Drug Evaluation Committee 2011-14 Pathology Specimen Preparation Agreement
Related classification: Other
First published: Aug 2011
Question
Some of the cancer clinical trials that we are contracted to conduct require the submission of pathology specimens (slides and blocks). We have contracted with the Department of Pathology at XX University to prepare paraffin sections for all of our regular medical services, regardless of whether they are for clinical trials or not. The actual flow of the process is as follows: the Clinical Trial Management Office requests the Pathology Department of this hospital to prepare pathology specimens for subjects who need to submit pathology specimens, the Pathology Department of this hospital requests the University of XX to prepare pathology specimens, and the Department of Pathology of this hospital receives the finished specimens for final confirmation before the Clinical Trial Management Office submits them to the specimen delivery site for the clinical trial.
Article 39-2 of the GCP stipulates that "When entrusting a part of operations related to the conduct of a clinical trial, the implementing medical institution shall conclude a contract in writing with the party entrusted with such operations (omitted). In the above case of our hospital, although a part of the slide preparation was performed at another facility, the final judgment and responsibility for the work was made by the pathologist and hospital director of our hospital, and we judged that these series of work were performed at our hospital.
In addition, we have confirmed that there is no problem with the above details from the study sponsor who is required to submit pathology specimens. However, the SMO, which is in charge of some of the studies at our hospital, pointed out that since clinical trial operations are outsourced to other facilities, it is mandatory to present a written contract. Could you please tell us whether or not the above case falls under the category of "a contract is required to be concluded to outsource a part of the work" under GCP?

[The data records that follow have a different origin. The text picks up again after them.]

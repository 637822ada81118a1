//! Derives shared by the courier-route crates: CLI option parsing with
//! environment fallbacks, enum value parsing, aligned key/value display and
//! an elapsed-time logging attribute.

mod cli_options;
mod cli_value;
mod kv_display;
mod timer;
mod utils;

use proc_macro::TokenStream;

/// Logs the elapsed wall time of the annotated function at debug level.
/// The label defaults to the function name.
#[proc_macro_attribute]
pub fn timer(attr: TokenStream, item: TokenStream) -> TokenStream {
    timer::timer_inner(attr, item)
}

#[proc_macro_derive(CliValue, attributes(cli_value, cli))]
pub fn derive_cli_value(item: TokenStream) -> TokenStream {
    cli_value::derive_cli_value_inner(item)
}

#[proc_macro_derive(CliOptions, attributes(cli))]
pub fn derive_cli_options(item: TokenStream) -> TokenStream {
    cli_options::derive_cli_options_inner(item)
}

#[proc_macro_derive(KvDisplay, attributes(kv))]
pub fn derive_kv_display(item: TokenStream) -> TokenStream {
    kv_display::derive_kv_display_inner(item)
}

Opinion of the Pharmaceutical Manufacturers Association of Japan (PMAJ)
As stipulated in Article 39-2 of the GCP, when a part of the work related to the conduct of a clinical trial is entrusted, it is necessary to conclude a written contract with the party entrusted with such work.
I do not know what kind of information obtained from the pathology specimen in your question is relevant to the clinical trial, but if the information relates to the efficacy and safety of the investigational drug and is used for the application for approval of the drug in question, a contract in accordance with Article 39-2 of the GCP is considered necessary. In the future, when outsourcing work related to a clinical trial, we recommend that you confirm the position of the work with the sponsor and discuss whether or not a contract is necessary before the start of the clinical trial.